Here are his top predictions for the coming year:

The context of AI will be greatly expanded

Argenti predicts that one of the biggest leaps in 2026 will be AI models capable of handling much more context—the relevant background information that a system can remember and reason about.

“I think there’s going to be more and more research and more and more optimization … about how to enable models to reason and ingest much broader context,” he said.

Models will soon be able to reason between document libraries, long-running conversations and “everything you’ve read, everything you’ve written,” according to Argenti.

AI models will become the new operating systems

AI models will soon work as of a computer operating system and will be able to surf the Internet, access files and execute multi-step tasks, Argenti predicts.
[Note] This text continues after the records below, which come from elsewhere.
use axum::http::{HeaderName, Request};
use axum::{body::Body, middleware::Next, response::Response};
use tower_http::request_id::{MakeRequestId, RequestId};

/// Request id as seen by handlers, taken from `x-request-id`.
#[derive(Clone, Debug)]
pub struct XRequestId(pub String);

pub fn header() -> HeaderName {
    HeaderName::from_static("x-request-id")
}

#[derive(Clone, Default)]
pub struct MakeReqId;

impl MakeRequestId for MakeReqId {
    fn make_request_id<B>(&mut self, _req: &Request<B>) -> Option<RequestId> {
        let id = nanoid::nanoid!();
        Some(RequestId::new(id.parse().ok()?))
    }
}

pub fn request_id_of<B>(req: &Request<B>) -> &str {
    req.headers()
        .get(header())
        .and_then(|v| v.to_str().ok())
        .unwrap_or("n/a")
}

/// Copies the request id into extensions and the current span.
pub async fn push_req_id_to_extensions(mut req: Request<Body>, next: Next) -> Response {
    let rid = request_id_of(&req).to_owned();
    tracing::Span::current().record("request_id", tracing::field::display(&rid));
    req.extensions_mut().insert(XRequestId(rid));
    next.run(req).await
}
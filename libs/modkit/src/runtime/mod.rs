mod runner;
mod shutdown;

pub use runner::{run, RunOptions, ShutdownOptions};
pub use shutdown::wait_for_shutdown;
“We’re going to start to see a shift in that traditional computing model, where the models are the new operating system,” he said. “So they’re going to have more and more capabilities to be able to give applications access to intelligence and access to tools.”

Users will simply give the AI ​​a goal, similar to entering a destination in a navigation app, and the AI ​​will take the steps to get there, according to Argenti.

“It’s basically like Waze or Maps where instead of saying, ‘Turn right,’ ‘turn left,’ you say, ‘I want to go to Boston,'” Argenti said. “And then the agent will figure out what the best roads are at the moment.”

A robot walks through a screen representing the AI.

AI models will soon function like a computer’s operating system and be able to browse the Internet, access files and execute multi-step tasks, Argenti predicts. (iStock)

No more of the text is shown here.